[Saved entries]
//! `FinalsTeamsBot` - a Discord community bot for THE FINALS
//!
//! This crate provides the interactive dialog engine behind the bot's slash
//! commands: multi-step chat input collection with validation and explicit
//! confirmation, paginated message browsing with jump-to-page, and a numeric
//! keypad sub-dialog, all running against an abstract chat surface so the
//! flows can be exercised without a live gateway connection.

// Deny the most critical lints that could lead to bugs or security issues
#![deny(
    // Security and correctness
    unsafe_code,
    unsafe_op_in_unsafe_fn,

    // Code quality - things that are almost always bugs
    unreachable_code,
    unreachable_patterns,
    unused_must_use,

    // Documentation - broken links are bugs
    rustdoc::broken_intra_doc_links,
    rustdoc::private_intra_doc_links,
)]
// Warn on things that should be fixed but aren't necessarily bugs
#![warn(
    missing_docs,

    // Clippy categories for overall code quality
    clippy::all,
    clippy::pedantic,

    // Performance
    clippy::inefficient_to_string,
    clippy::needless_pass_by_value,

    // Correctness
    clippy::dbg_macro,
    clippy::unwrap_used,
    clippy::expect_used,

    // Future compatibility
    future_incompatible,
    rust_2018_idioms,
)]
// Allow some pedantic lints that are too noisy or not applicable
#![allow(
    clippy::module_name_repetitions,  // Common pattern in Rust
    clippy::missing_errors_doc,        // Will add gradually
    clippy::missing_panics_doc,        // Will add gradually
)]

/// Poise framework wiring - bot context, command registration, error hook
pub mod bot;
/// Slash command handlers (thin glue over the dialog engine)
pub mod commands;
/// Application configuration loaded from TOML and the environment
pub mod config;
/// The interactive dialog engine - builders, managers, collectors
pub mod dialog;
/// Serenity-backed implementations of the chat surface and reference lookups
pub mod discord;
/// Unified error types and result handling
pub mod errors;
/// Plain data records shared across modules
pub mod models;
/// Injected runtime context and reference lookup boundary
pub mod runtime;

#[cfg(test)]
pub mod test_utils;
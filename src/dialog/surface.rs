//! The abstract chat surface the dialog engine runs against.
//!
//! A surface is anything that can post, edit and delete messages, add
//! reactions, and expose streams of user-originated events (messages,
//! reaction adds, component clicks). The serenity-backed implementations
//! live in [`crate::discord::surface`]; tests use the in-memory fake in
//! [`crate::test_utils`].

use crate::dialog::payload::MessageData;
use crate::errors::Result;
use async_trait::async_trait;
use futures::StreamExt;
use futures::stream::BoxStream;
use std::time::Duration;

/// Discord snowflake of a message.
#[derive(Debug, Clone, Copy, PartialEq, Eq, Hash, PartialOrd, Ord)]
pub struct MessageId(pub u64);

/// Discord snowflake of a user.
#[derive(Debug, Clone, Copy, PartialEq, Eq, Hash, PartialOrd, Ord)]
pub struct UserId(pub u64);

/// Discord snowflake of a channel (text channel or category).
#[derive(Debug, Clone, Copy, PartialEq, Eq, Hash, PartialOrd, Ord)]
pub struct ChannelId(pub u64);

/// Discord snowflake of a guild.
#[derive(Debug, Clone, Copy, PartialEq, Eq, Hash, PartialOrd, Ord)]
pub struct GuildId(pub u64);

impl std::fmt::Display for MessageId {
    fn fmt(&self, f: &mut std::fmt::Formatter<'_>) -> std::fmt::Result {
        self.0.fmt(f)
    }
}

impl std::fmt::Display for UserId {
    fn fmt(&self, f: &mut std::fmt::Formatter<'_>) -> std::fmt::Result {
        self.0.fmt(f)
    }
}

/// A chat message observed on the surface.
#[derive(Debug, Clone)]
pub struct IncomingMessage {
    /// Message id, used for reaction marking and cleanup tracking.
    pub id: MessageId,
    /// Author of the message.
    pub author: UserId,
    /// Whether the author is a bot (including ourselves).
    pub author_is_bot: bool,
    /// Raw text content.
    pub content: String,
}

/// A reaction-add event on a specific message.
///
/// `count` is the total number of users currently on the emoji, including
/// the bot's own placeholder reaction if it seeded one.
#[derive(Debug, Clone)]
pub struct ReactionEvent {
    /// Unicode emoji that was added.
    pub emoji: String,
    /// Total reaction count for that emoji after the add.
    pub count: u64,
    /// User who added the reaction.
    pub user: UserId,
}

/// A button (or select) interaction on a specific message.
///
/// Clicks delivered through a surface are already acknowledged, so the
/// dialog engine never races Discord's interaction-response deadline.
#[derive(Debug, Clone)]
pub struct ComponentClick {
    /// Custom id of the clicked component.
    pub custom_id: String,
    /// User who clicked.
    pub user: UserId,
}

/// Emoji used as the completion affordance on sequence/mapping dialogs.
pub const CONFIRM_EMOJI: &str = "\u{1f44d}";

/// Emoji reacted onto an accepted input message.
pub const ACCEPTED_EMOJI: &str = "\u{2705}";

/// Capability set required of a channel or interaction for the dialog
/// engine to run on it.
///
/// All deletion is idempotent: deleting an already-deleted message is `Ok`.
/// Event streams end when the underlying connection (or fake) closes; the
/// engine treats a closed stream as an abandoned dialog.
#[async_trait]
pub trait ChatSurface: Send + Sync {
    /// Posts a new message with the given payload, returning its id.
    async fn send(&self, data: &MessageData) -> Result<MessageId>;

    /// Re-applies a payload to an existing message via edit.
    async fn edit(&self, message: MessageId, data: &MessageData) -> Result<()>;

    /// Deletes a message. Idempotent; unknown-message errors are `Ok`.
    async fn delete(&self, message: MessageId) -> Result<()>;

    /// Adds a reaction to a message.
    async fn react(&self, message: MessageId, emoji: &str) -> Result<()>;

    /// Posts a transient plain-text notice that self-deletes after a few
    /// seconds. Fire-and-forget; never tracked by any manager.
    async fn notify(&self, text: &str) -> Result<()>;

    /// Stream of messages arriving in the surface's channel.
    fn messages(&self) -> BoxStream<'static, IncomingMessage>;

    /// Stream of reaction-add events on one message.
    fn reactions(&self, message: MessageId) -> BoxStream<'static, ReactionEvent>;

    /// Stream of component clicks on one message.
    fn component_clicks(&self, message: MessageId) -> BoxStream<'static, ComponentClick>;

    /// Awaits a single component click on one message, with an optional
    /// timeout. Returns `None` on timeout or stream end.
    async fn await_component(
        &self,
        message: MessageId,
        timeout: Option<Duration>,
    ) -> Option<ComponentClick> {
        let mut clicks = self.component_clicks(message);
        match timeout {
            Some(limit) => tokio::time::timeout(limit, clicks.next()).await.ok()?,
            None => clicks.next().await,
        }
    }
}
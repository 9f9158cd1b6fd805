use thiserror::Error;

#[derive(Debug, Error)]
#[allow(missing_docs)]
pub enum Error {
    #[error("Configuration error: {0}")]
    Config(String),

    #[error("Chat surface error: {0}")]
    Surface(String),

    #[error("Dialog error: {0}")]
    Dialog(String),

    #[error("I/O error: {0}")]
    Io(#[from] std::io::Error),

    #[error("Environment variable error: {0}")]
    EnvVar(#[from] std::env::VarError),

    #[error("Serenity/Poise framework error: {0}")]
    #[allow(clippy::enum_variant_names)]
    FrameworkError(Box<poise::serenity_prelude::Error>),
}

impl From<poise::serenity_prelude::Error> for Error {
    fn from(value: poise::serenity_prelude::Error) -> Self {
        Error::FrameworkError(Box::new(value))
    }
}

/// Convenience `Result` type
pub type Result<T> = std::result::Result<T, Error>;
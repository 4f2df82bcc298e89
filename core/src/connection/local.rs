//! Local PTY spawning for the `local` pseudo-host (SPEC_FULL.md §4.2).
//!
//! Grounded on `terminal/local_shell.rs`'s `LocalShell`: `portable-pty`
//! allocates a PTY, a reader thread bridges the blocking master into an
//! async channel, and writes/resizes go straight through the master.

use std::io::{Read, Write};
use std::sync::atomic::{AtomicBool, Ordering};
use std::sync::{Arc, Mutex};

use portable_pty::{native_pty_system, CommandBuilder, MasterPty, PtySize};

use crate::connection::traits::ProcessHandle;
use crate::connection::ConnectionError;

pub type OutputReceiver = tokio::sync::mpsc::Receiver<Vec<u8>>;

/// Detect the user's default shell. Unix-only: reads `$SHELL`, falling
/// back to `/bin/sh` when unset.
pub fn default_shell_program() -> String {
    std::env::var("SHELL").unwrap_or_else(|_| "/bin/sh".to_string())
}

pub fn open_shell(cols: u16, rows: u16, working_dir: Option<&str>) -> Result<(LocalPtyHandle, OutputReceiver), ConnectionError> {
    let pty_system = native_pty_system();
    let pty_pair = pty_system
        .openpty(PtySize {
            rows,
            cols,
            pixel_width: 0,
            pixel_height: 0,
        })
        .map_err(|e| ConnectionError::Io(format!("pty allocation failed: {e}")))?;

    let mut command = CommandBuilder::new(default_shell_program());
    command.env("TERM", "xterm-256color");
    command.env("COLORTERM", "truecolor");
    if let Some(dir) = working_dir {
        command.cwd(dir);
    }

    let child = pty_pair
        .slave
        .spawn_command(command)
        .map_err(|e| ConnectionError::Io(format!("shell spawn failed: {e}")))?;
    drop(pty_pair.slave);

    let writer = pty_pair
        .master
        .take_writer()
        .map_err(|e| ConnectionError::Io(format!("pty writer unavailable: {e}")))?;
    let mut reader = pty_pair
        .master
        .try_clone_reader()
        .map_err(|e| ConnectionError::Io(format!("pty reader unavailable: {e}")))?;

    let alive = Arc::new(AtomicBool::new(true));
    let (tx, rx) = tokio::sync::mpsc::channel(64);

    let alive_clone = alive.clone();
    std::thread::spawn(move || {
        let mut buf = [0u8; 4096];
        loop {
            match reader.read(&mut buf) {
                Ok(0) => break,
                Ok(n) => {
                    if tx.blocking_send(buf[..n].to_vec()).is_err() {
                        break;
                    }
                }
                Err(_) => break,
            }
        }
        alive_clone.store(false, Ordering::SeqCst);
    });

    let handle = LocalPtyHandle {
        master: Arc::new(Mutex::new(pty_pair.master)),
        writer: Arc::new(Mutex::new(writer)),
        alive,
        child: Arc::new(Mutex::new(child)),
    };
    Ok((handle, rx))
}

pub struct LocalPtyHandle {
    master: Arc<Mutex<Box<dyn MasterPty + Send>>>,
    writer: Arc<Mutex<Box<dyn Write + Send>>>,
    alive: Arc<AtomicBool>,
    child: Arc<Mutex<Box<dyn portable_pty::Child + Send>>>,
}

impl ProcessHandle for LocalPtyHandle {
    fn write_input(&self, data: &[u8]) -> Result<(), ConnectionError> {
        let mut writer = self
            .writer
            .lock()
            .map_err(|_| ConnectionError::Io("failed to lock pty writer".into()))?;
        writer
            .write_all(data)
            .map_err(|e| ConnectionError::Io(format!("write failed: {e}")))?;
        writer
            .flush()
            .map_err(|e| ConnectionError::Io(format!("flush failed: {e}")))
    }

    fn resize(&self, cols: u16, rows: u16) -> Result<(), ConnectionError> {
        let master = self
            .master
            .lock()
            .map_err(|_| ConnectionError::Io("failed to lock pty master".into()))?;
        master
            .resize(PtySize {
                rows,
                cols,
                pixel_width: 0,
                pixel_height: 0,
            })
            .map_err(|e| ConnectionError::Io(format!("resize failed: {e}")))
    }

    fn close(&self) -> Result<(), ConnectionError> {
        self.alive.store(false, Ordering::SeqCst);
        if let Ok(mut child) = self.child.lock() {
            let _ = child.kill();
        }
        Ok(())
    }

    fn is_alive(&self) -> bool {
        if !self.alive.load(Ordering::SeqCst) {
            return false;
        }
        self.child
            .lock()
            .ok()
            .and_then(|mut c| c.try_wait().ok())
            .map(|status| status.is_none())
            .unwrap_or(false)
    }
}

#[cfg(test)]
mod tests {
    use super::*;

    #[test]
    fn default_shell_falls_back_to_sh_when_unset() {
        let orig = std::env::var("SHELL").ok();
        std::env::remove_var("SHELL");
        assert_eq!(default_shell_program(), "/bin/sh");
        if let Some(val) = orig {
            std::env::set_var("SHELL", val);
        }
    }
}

**Exercise requirements**
Go over the data and return every line that includes the word "child".

**Reply**
    let child = pty_pair
        child: Arc::new(Mutex::new(child)),
    child: Arc<Mutex<Box<dyn portable_pty::Child + Send>>>,
        if let Ok(mut child) = self.child.lock() {
            let _ = child.kill();
        self.child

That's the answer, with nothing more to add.